Günlük rutininiz zaten düzensizken, kardeşinizin varlığıyla daha da sapıtmış durumda. Sabah evden çıkarken kapıyı kilitlemeyi unutuyor, telefonunuzu ve cüzdanınızı evde bırakıyorsunuz ve bu durum işyerinde utanç verici anlara yol açıyor. Vicdan azabı çekiyor ve aslında kötü bir abla olmadığınızı kendinize hatırlatmaya çalışıyorsunuz, ancak kardeşinize tüm bu garipliklerinizi anlatamamanız sizi daha da delirmekte.
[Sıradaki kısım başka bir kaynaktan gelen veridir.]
impl CampaignDispatcher {
    pub fn new(store: CampaignStore, gateway: Gateway) -> Arc<Self> {
        Arc::new(Self {
            store,
            gateway,
            running: DashMap::new(),
            shutdown: CancellationToken::new(),
        })
    }

    pub fn store(&self) -> CampaignStore {
        self.store.clone()
    }

    pub fn active_workers(&self) -> usize {
        self.running
            .iter()
            .filter(|entry| !entry.value().is_finished())
            .count()
    }

    /// Moves a pending or paused campaign to `running` and spawns its
    /// worker. Starting a terminal campaign or one whose worker is still
    /// live is a no-op.
    pub async fn start(self: &Arc<Self>, campaign_id: Uuid) -> Result<(), EngineError> {
        let campaign = self
            .store
            .get(campaign_id)
            .await
            .ok_or(EngineError::CampaignNotFound(campaign_id))?;
        match campaign.status {
            CampaignStatus::Pending | CampaignStatus::Paused => {}
            CampaignStatus::Running => {
                if let Some(worker) = self.running.get(&campaign_id) {
                    if !worker.is_finished() {
                        return Ok(());
                    }
                }
                // status says running but no live worker, e.g. after restart
            }
            terminal => {
                debug!(campaign = %campaign_id, status = ?terminal, "start ignored");
                return Ok(());
            }
        }
        self.store
            .set_status(campaign_id, CampaignStatus::Running)
            .await?;
        // concurrent starts race for the slot; only the winner spawns
        if self.spawn_worker(campaign_id) {
            audit(&campaign_id.to_string(), "campaign_started", &campaign.name);
        }
        Ok(())
    }

    pub async fn pause(&self, campaign_id: Uuid) -> Result<(), EngineError> {
        match self.store.status(campaign_id).await {
            None => Err(EngineError::CampaignNotFound(campaign_id)),
            Some(CampaignStatus::Running) => {
                self.store
                    .set_status(campaign_id, CampaignStatus::Paused)
                    .await?;
                audit(&campaign_id.to_string(), "campaign_paused", "");
                Ok(())
            }
            Some(CampaignStatus::Paused) => Ok(()),
            Some(other) => Err(EngineError::Configuration(format!(
                "campaign {campaign_id} is {other:?}, cannot pause"
            ))),
        }
    }

    pub async fn resume(self: &Arc<Self>, campaign_id: Uuid) -> Result<(), EngineError> {
        match self.store.status(campaign_id).await {
            None => Err(EngineError::CampaignNotFound(campaign_id)),
            Some(CampaignStatus::Paused) => {
                audit(&campaign_id.to_string(), "campaign_resumed", "");
                self.start(campaign_id).await
            }
            Some(CampaignStatus::Running) => Ok(()),
            Some(other) => Err(EngineError::Configuration(format!(
                "campaign {campaign_id} is {other:?}, cannot resume"
            ))),
        }
    }

    /// Cancels a campaign; its worker exits at the next pacing checkpoint.
    /// Cancelling a terminal campaign is a no-op.
    pub async fn cancel(&self, campaign_id: Uuid) -> Result<(), EngineError> {
        match self.store.status(campaign_id).await {
            None => Err(EngineError::CampaignNotFound(campaign_id)),
            Some(status) if status.is_terminal() => Ok(()),
            Some(_) => {
                self.store
                    .set_status(campaign_id, CampaignStatus::Cancelled)
                    .await?;
                audit(&campaign_id.to_string(), "campaign_cancelled", "");
                Ok(())
            }
        }
    }

    /// Stops every worker and waits for them to finish their in-flight row.
    pub async fn shutdown(&self) {
        self.shutdown.cancel();
        let ids: Vec<Uuid> = self.running.iter().map(|entry| *entry.key()).collect();
        for id in ids {
            if let Some((_, worker)) = self.running.remove(&id) {
                if let Err(e) = worker.await {
                    debug!(campaign = %id, error = %e, "worker join failed");
                }
            }
        }
    }

    /// Claims the campaign's worker slot and spawns its task. At most one
    /// live worker per campaign: a finished handle in the slot is replaced,
    /// a live one keeps it and the claim returns false.
    fn spawn_worker(self: &Arc<Self>, campaign_id: Uuid) -> bool {
        match self.running.entry(campaign_id) {
            Entry::Occupied(mut slot) => {
                if !slot.get().is_finished() {
                    return false;
                }
                slot.insert(self.worker_task(campaign_id));
                true
            }
            Entry::Vacant(slot) => {
                slot.insert(self.worker_task(campaign_id));
                true
            }
        }
    }

    fn worker_task(self: &Arc<Self>, campaign_id: Uuid) -> JoinHandle<()> {
        let dispatcher = Arc::clone(self);
        tokio::spawn(async move {
            loop {
                match dispatcher.run_cycle(campaign_id).await {
                    Ok(CycleOutcome::WindowClosed {
                        reopens_at: Some(at),
                    }) => {
                        let wait = (at - Utc::now()).to_std().unwrap_or_default();
                        tokio::select! {
                            _ = dispatcher.shutdown.cancelled() => break,
                            _ = sleep(wait) => {}
                        }
                    }
                    Ok(CycleOutcome::Drained) => {}
                    Ok(outcome) => {
                        info!(campaign = %campaign_id, ?outcome, "campaign worker finished");
                        break;
                    }
                    Err(e) => {
                        error!(campaign = %campaign_id, error = %e, "campaign cycle failed");
                        if let Err(e) = dispatcher
                            .store
                            .set_status(campaign_id, CampaignStatus::Failed)
                            .await
                        {
                            error!(campaign = %campaign_id, error = %e, "could not mark campaign failed");
                        }
                        break;
                    }
                }
            }
            // the finished handle stays in the slot until the next claim
        })
    }

    /// One dispatch cycle: snapshot the pending rows, fix their order, then
    /// send with two-tier pacing. Status changes and shutdown are observed
    /// at the checkpoint between sends, never mid-send.
    pub async fn run_cycle(&self, campaign_id: Uuid) -> Result<CycleOutcome, EngineError> {
        let campaign = self
            .store
            .get(campaign_id)
            .await
            .ok_or(EngineError::CampaignNotFound(campaign_id))?;
        match campaign.status {
            CampaignStatus::Running => {}
            CampaignStatus::Completed => return Ok(CycleOutcome::AlreadyComplete),
            _ => return Ok(CycleOutcome::NotRunning),
        }

        let mut batch = self.store.pending_messages(campaign_id).await;
        if batch.is_empty() {
            return self.complete(campaign_id).await;
        }
        if campaign.random_order {
            let mut order_rng = StdRng::seed_from_u64(campaign.effective_seed());
            batch.shuffle(&mut order_rng);
        }

        let mut delay_rng = StdRng::from_os_rng();
        let mut sent_since_pause = 0u32;
        let mut first = true;

        for row in batch {
            if !first {
                let pacing = &campaign.pacing;
                let gap = if pacing.pause_after_messages > 0
                    && sent_since_pause >= pacing.pause_after_messages
                {
                    sent_since_pause = 0;
                    Duration::from_secs(pacing.pause_duration_secs)
                } else {
                    let low = pacing.min_delay_secs;
                    let high = pacing.max_delay_secs.max(low);
                    Duration::from_secs(delay_rng.random_range(low..=high))
                };
                tokio::select! {
                    _ = self.shutdown.cancelled() => return Ok(CycleOutcome::Interrupted),
                    _ = sleep(gap) => {}
                }
            }
            first = false;

            match self.store.status(campaign_id).await {
                Some(CampaignStatus::Running) => {}
                Some(CampaignStatus::Paused) => {
                    info!(campaign = %campaign_id, "pause observed, worker exiting");
                    return Ok(CycleOutcome::Paused);
                }
                Some(CampaignStatus::Cancelled) => {
                    info!(campaign = %campaign_id, "cancel observed, worker exiting");
                    return Ok(CycleOutcome::Cancelled);
                }
                _ => return Ok(CycleOutcome::NotRunning),
            }
            if self.shutdown.is_cancelled() {
                return Ok(CycleOutcome::Interrupted);
            }

            let now = Utc::now();
            if !campaign.window.contains(now) {
                return match campaign.window.next_opening(now) {
                    Some(at) => {
                        let moved = self.store.reschedule_pending(campaign_id, at).await;
                        info!(
                            campaign = %campaign_id,
                            moved,
                            reopens = %at,
                            "outside send window, rows rescheduled"
                        );
                        Ok(CycleOutcome::WindowClosed { reopens_at: Some(at) })
                    }
                    None => {
                        warn!(campaign = %campaign_id, "send window expired with rows pending");
                        self.store
                            .set_status(campaign_id, CampaignStatus::Failed)
                            .await?;
                        audit(
                            &campaign_id.to_string(),
                            "campaign_failed",
                            "send window expired",
                        );
                        Ok(CycleOutcome::WindowClosed { reopens_at: None })
                    }
                };
            }

            let data = template::campaign_context(
                &row.recipient_name,
                &row.recipient_phone,
                &campaign.name,
            );
            let text = match template::render(&campaign.message_template, &data) {
                Ok(text) => text,
                Err(e) => {
                    self.store.mark_failed(row.id, &e.to_string()).await?;
                    continue;
                }
            };
            let message = match &campaign.media {
                Some(media) => {
                    let mut media = media.clone();
                    if media.caption.is_none() && !text.is_empty() {
                        media.caption = Some(text);
                    }
                    OutboundMessage::media(
                        campaign.connection_id,
                        row.recipient_phone.clone(),
                        media,
                    )
                }
                None => {
                    OutboundMessage::text(campaign.connection_id, row.recipient_phone.clone(), text)
                }
            };

            match send_with_retry(self.gateway.as_ref(), &message).await {
                Ok(receipt) => {
                    self.store.mark_sent(row.id, &receipt).await?;
                    sent_since_pause += 1;
                }
                Err(e) => {
                    debug!(
                        campaign = %campaign_id,
                        to = %row.recipient_phone,
                        error = %e,
                        "campaign send failed, moving on"
                    );
                    self.store.mark_failed(row.id, &e.to_string()).await?;
                }
            }
        }

        if self.store.pending_messages(campaign_id).await.is_empty() {
            return self.complete(campaign_id).await;
        }
        Ok(CycleOutcome::Drained)
    }

    async fn complete(&self, campaign_id: Uuid) -> Result<CycleOutcome, EngineError> {
        self.store
            .set_status(campaign_id, CampaignStatus::Completed)
            .await?;
        audit(&campaign_id.to_string(), "campaign_completed", "");
        Ok(CycleOutcome::Completed)
    }
}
Bu durumdan kurtulmanın tek yolu, kendi sözlerinizle "eve ara sıra insan almak". Evet, evinize yabancılar davet etmenin zamanı gelmiş olabilir! Varlığına alışık olmadığınız insanları eve davet etmek ve onlarla yaşamak, bu saplantılı bireyselliğin etkisinden kurtulmanıza yardımcı olabilir. Maceraperest ruhunuzu beslemek için, hiç tanımadığınız insanları bile kolundan tutup eve getirebilirsiniz. Evet, adrenalin de lazım hayatta!
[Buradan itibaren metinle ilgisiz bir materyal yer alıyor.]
pub mod dispatcher;

use std::fmt::Debug;
use std::sync::Arc;

use async_trait::async_trait;
use chrono::{DateTime, NaiveDate, NaiveTime, Utc};
use dashmap::DashMap;
use dashmap::mapref::entry::Entry;
use gateway_client::message::{DeliveryReceipt, MediaPayload};
use schemars::JsonSchema;
use serde::{Deserialize, Serialize};
use uuid::Uuid;

use crate::error::EngineError;

pub type CampaignStore = Arc<dyn CampaignStoreType>;

#[derive(Debug, Clone, Copy, PartialEq, Eq, Serialize, Deserialize, JsonSchema)]
#[serde(rename_all = "snake_case")]
pub enum CampaignStatus {
    Pending,
    Running,
    Paused,
    Completed,
    Cancelled,
    Failed,
}

impl CampaignStatus {
    pub fn is_terminal(&self) -> bool {
        matches!(
            self,
            CampaignStatus::Completed | CampaignStatus::Cancelled | CampaignStatus::Failed
        )
    }
}

/// Date range plus daily time-of-day range a campaign may send in. All
/// bounds optional and inclusive; times are wall clock UTC.
#[derive(Debug, Clone, Default, Serialize, Deserialize, JsonSchema, PartialEq)]
pub struct ScheduleWindow {
    #[serde(default, skip_serializing_if = "Option::is_none")]
    pub start_date: Option<NaiveDate>,
    #[serde(default, skip_serializing_if = "Option::is_none")]
    pub end_date: Option<NaiveDate>,
    #[serde(default, skip_serializing_if = "Option::is_none")]
    pub start_time: Option<NaiveTime>,
    #[serde(default, skip_serializing_if = "Option::is_none")]
    pub end_time: Option<NaiveTime>,
}

impl ScheduleWindow {
    pub fn always() -> Self {
        Self::default()
    }

    pub fn contains(&self, at: DateTime<Utc>) -> bool {
        let date = at.date_naive();
        if let Some(start) = self.start_date {
            if date < start {
                return false;
            }
        }
        if let Some(end) = self.end_date {
            if date > end {
                return false;
            }
        }
        let time = at.time();
        if let Some(start) = self.start_time {
            if time < start {
                return false;
            }
        }
        if let Some(end) = self.end_time {
            if time > end {
                return false;
            }
        }
        true
    }

    /// Earliest instant at or after `at` inside the window, or `None` when
    /// the window can never open again.
    pub fn next_opening(&self, at: DateTime<Utc>) -> Option<DateTime<Utc>> {
        if self.contains(at) {
            return Some(at);
        }
        let date = at.date_naive();
        if let Some(end) = self.end_date {
            if date > end {
                return None;
            }
        }
        if let Some(start) = self.start_date {
            if date < start {
                return Some(Self::day_opening(start, self.start_time));
            }
        }
        if let Some(start) = self.start_time {
            if at.time() < start {
                return Some(Self::day_opening(date, self.start_time));
            }
        }
        // past today's closing time, try tomorrow
        let next = date.succ_opt()?;
        if let Some(end) = self.end_date {
            if next > end {
                return None;
            }
        }
        Some(Self::day_opening(next, self.start_time))
    }

    fn day_opening(date: NaiveDate, start_time: Option<NaiveTime>) -> DateTime<Utc> {
        date.and_time(start_time.unwrap_or(NaiveTime::MIN)).and_utc()
    }
}

/// Two-tier anti-ban pacing: a random per-message delay, and a longer
/// cool-down that replaces the delay after every `pause_after_messages`
/// successful sends. `pause_after_messages == 0` disables the cool-down.
#[derive(Debug, Clone, Copy, Serialize, Deserialize, JsonSchema, PartialEq, Eq)]
pub struct Pacing {
    pub min_delay_secs: u64,
    pub max_delay_secs: u64,
    #[serde(default)]
    pub pause_after_messages: u32,
    #[serde(default)]
    pub pause_duration_secs: u64,
}

impl Default for Pacing {
    fn default() -> Self {
        Self {
            min_delay_secs: 5,
            max_delay_secs: 30,
            pause_after_messages: 20,
            pause_duration_secs: 300,
        }
    }
}

#[derive(Debug, Clone, Serialize, Deserialize, JsonSchema, PartialEq)]
pub struct Campaign {
    pub id: Uuid,
    pub org_id: Uuid,
    pub connection_id: Uuid,
    pub name: String,
    /// Handlebars template rendered once per recipient.
    pub message_template: String,
    #[serde(default, skip_serializing_if = "Option::is_none")]
    pub media: Option<MediaPayload>,
    pub status: CampaignStatus,
    #[serde(default)]
    pub window: ScheduleWindow,
    pub pacing: Pacing,
    #[serde(default)]
    pub random_order: bool,
    /// Fixed shuffle seed; derived from the campaign id when unset, so a
    /// cycle's order is reproducible either way.
    #[serde(default, skip_serializing_if = "Option::is_none")]
    pub shuffle_seed: Option<u64>,
    #[serde(default)]
    pub sent_count: u32,
    #[serde(default)]
    pub failed_count: u32,
    pub created_at: DateTime<Utc>,
}

impl Campaign {
    pub fn new(
        org_id: Uuid,
        connection_id: Uuid,
        name: impl Into<String>,
        message_template: impl Into<String>,
    ) -> Self {
        Self {
            id: Uuid::new_v4(),
            org_id,
            connection_id,
            name: name.into(),
            message_template: message_template.into(),
            media: None,
            status: CampaignStatus::Pending,
            window: ScheduleWindow::always(),
            pacing: Pacing::default(),
            random_order: false,
            shuffle_seed: None,
            sent_count: 0,
            failed_count: 0,
            created_at: Utc::now(),
        }
    }

    pub fn with_pacing(mut self, pacing: Pacing) -> Self {
        self.pacing = pacing;
        self
    }

    pub fn with_window(mut self, window: ScheduleWindow) -> Self {
        self.window = window;
        self
    }

    pub fn with_random_order(mut self, seed: Option<u64>) -> Self {
        self.random_order = true;
        self.shuffle_seed = seed;
        self
    }

    pub fn effective_seed(&self) -> u64 {
        if let Some(seed) = self.shuffle_seed {
            return seed;
        }
        let bytes = self.id.as_bytes();
        u64::from_le_bytes([
            bytes[0], bytes[1], bytes[2], bytes[3], bytes[4], bytes[5], bytes[6], bytes[7],
        ])
    }
}

#[derive(Debug, Clone, Serialize, Deserialize, JsonSchema, PartialEq)]
pub struct Recipient {
    pub phone: String,
    pub name: String,
}

impl Recipient {
    pub fn new(phone: impl Into<String>, name: impl Into<String>) -> Self {
        Self {
            phone: phone.into(),
            name: name.into(),
        }
    }
}

#[derive(Debug, Clone, Copy, PartialEq, Eq, Serialize, Deserialize, JsonSchema)]
#[serde(rename_all = "snake_case")]
pub enum MessageStatus {
    Pending,
    Sent,
    Failed,
}

/// One recipient row of a campaign.
#[derive(Debug, Clone, Serialize, Deserialize, JsonSchema, PartialEq)]
pub struct CampaignMessage {
    pub id: Uuid,
    pub campaign_id: Uuid,
    pub recipient_phone: String,
    pub recipient_name: String,
    pub status: MessageStatus,
    #[serde(default, skip_serializing_if = "Option::is_none")]
    pub scheduled_at: Option<DateTime<Utc>>,
    #[serde(default, skip_serializing_if = "Option::is_none")]
    pub sent_at: Option<DateTime<Utc>>,
    #[serde(default, skip_serializing_if = "Option::is_none")]
    pub provider_message_id: Option<String>,
    #[serde(default, skip_serializing_if = "Option::is_none")]
    pub error_message: Option<String>,
}

impl CampaignMessage {
    pub fn new(campaign_id: Uuid, recipient: &Recipient) -> Self {
        Self {
            id: Uuid::new_v4(),
            campaign_id,
            recipient_phone: recipient.phone.clone(),
            recipient_name: recipient.name.clone(),
            status: MessageStatus::Pending,
            scheduled_at: None,
            sent_at: None,
            provider_message_id: None,
            error_message: None,
        }
    }
}

/// Persistence seam for campaigns. Row transitions update the parent
/// counters in the same call, which is what keeps
/// `sent_count + failed_count == non-pending rows` true after every cycle.
#[async_trait]
pub trait CampaignStoreType: Send + Sync + Debug {
    /// Stores the campaign with one pending row per recipient.
    async fn create(&self, campaign: Campaign, recipients: &[Recipient])
    -> Result<(), EngineError>;
    async fn get(&self, campaign_id: Uuid) -> Option<Campaign>;
    /// Cheap status read for pacing checkpoints.
    async fn status(&self, campaign_id: Uuid) -> Option<CampaignStatus>;
    async fn set_status(&self, campaign_id: Uuid, status: CampaignStatus)
    -> Result<(), EngineError>;
    /// Pending rows in insertion order.
    async fn pending_messages(&self, campaign_id: Uuid) -> Vec<CampaignMessage>;
    async fn messages(&self, campaign_id: Uuid) -> Vec<CampaignMessage>;
    async fn mark_sent(
        &self,
        message_id: Uuid,
        receipt: &DeliveryReceipt,
    ) -> Result<(), EngineError>;
    async fn mark_failed(&self, message_id: Uuid, error: &str) -> Result<(), EngineError>;
    /// Pushes `scheduled_at` of every pending row to `at`. Returns how many
    /// rows moved.
    async fn reschedule_pending(&self, campaign_id: Uuid, at: DateTime<Utc>) -> usize;
}

#[derive(Debug, Default)]
pub struct InMemoryCampaignStore {
    campaigns: DashMap<Uuid, Campaign>,
    rows: DashMap<Uuid, CampaignMessage>,
    /// Row ids per campaign, in insertion order.
    order: DashMap<Uuid, Vec<Uuid>>,
}

impl InMemoryCampaignStore {
    pub fn new() -> Arc<Self> {
        Arc::new(Self::default())
    }
}

#[async_trait]
impl CampaignStoreType for InMemoryCampaignStore {
    async fn create(
        &self,
        campaign: Campaign,
        recipients: &[Recipient],
    ) -> Result<(), EngineError> {
        let campaign_id = campaign.id;
        match self.campaigns.entry(campaign_id) {
            Entry::Occupied(_) => {
                return Err(EngineError::Concurrency(format!(
                    "campaign {campaign_id} already exists"
                )));
            }
            Entry::Vacant(slot) => {
                slot.insert(campaign);
            }
        }
        let mut ids = Vec::with_capacity(recipients.len());
        for recipient in recipients {
            let row = CampaignMessage::new(campaign_id, recipient);
            ids.push(row.id);
            self.rows.insert(row.id, row);
        }
        self.order.insert(campaign_id, ids);
        Ok(())
    }

    async fn get(&self, campaign_id: Uuid) -> Option<Campaign> {
        self.campaigns.get(&campaign_id).map(|c| c.clone())
    }

    async fn status(&self, campaign_id: Uuid) -> Option<CampaignStatus> {
        self.campaigns.get(&campaign_id).map(|c| c.status)
    }

    async fn set_status(
        &self,
        campaign_id: Uuid,
        status: CampaignStatus,
    ) -> Result<(), EngineError> {
        let mut campaign = self
            .campaigns
            .get_mut(&campaign_id)
            .ok_or(EngineError::CampaignNotFound(campaign_id))?;
        campaign.status = status;
        Ok(())
    }

    async fn pending_messages(&self, campaign_id: Uuid) -> Vec<CampaignMessage> {
        self.in_order(campaign_id, |row| row.status == MessageStatus::Pending)
    }

    async fn messages(&self, campaign_id: Uuid) -> Vec<CampaignMessage> {
        self.in_order(campaign_id, |_| true)
    }

    async fn mark_sent(
        &self,
        message_id: Uuid,
        receipt: &DeliveryReceipt,
    ) -> Result<(), EngineError> {
        let campaign_id = {
            let Some(mut row) = self.rows.get_mut(&message_id) else {
                return Err(EngineError::Configuration(format!(
                    "campaign message {message_id} not found"
                )));
            };
            // replayed transition, the counter already saw this row
            if row.status != MessageStatus::Pending {
                return Ok(());
            }
            row.status = MessageStatus::Sent;
            row.sent_at = Some(Utc::now());
            row.provider_message_id = Some(receipt.provider_message_id.clone());
            row.campaign_id
        };
        if let Some(mut campaign) = self.campaigns.get_mut(&campaign_id) {
            campaign.sent_count += 1;
        }
        Ok(())
    }

    async fn mark_failed(&self, message_id: Uuid, error: &str) -> Result<(), EngineError> {
        let campaign_id = {
            let Some(mut row) = self.rows.get_mut(&message_id) else {
                return Err(EngineError::Configuration(format!(
                    "campaign message {message_id} not found"
                )));
            };
            if row.status != MessageStatus::Pending {
                return Ok(());
            }
            row.status = MessageStatus::Failed;
            row.error_message = Some(error.to_string());
            row.campaign_id
        };
        if let Some(mut campaign) = self.campaigns.get_mut(&campaign_id) {
            campaign.failed_count += 1;
        }
        Ok(())
    }

    async fn reschedule_pending(&self, campaign_id: Uuid, at: DateTime<Utc>) -> usize {
        let ids = self
            .order
            .get(&campaign_id)
            .map(|ids| ids.clone())
            .unwrap_or_default();
        let mut moved = 0;
        for id in ids {
            if let Some(mut row) = self.rows.get_mut(&id) {
                if row.status == MessageStatus::Pending {
                    row.scheduled_at = Some(at);
                    moved += 1;
                }
            }
        }
        moved
    }
}

impl InMemoryCampaignStore {
    fn in_order(
        &self,
        campaign_id: Uuid,
        keep: impl Fn(&CampaignMessage) -> bool,
    ) -> Vec<CampaignMessage> {
        let ids = self
            .order
            .get(&campaign_id)
            .map(|ids| ids.clone())
            .unwrap_or_default();
        ids.iter()
            .filter_map(|id| self.rows.get(id))
            .filter(|row| keep(row))
            .map(|row| row.clone())
            .collect()
    }
}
Ancak, eğer bu fikri kabul edemiyorsanız ve evinizin kutsal alanı olarak görüyorsanız, o zaman oturup ağlamanın zamanı gelmiş demektir. Tek başına yaşamak her zaman özgürlük ve bağımsızlık anlamına gelmez, bazen de bu kadar saplantılı bireyselliğe yol açabilir. Bu durumdan kurtulmak için, kendi alanınızı paylaşmaya ve evinizin kapılarını yabancılara aralamanız gerekebilir. Aksi takdirde, tek başına yaşamanın dezavantajları sizi deliliğin eşiğine götürebilir!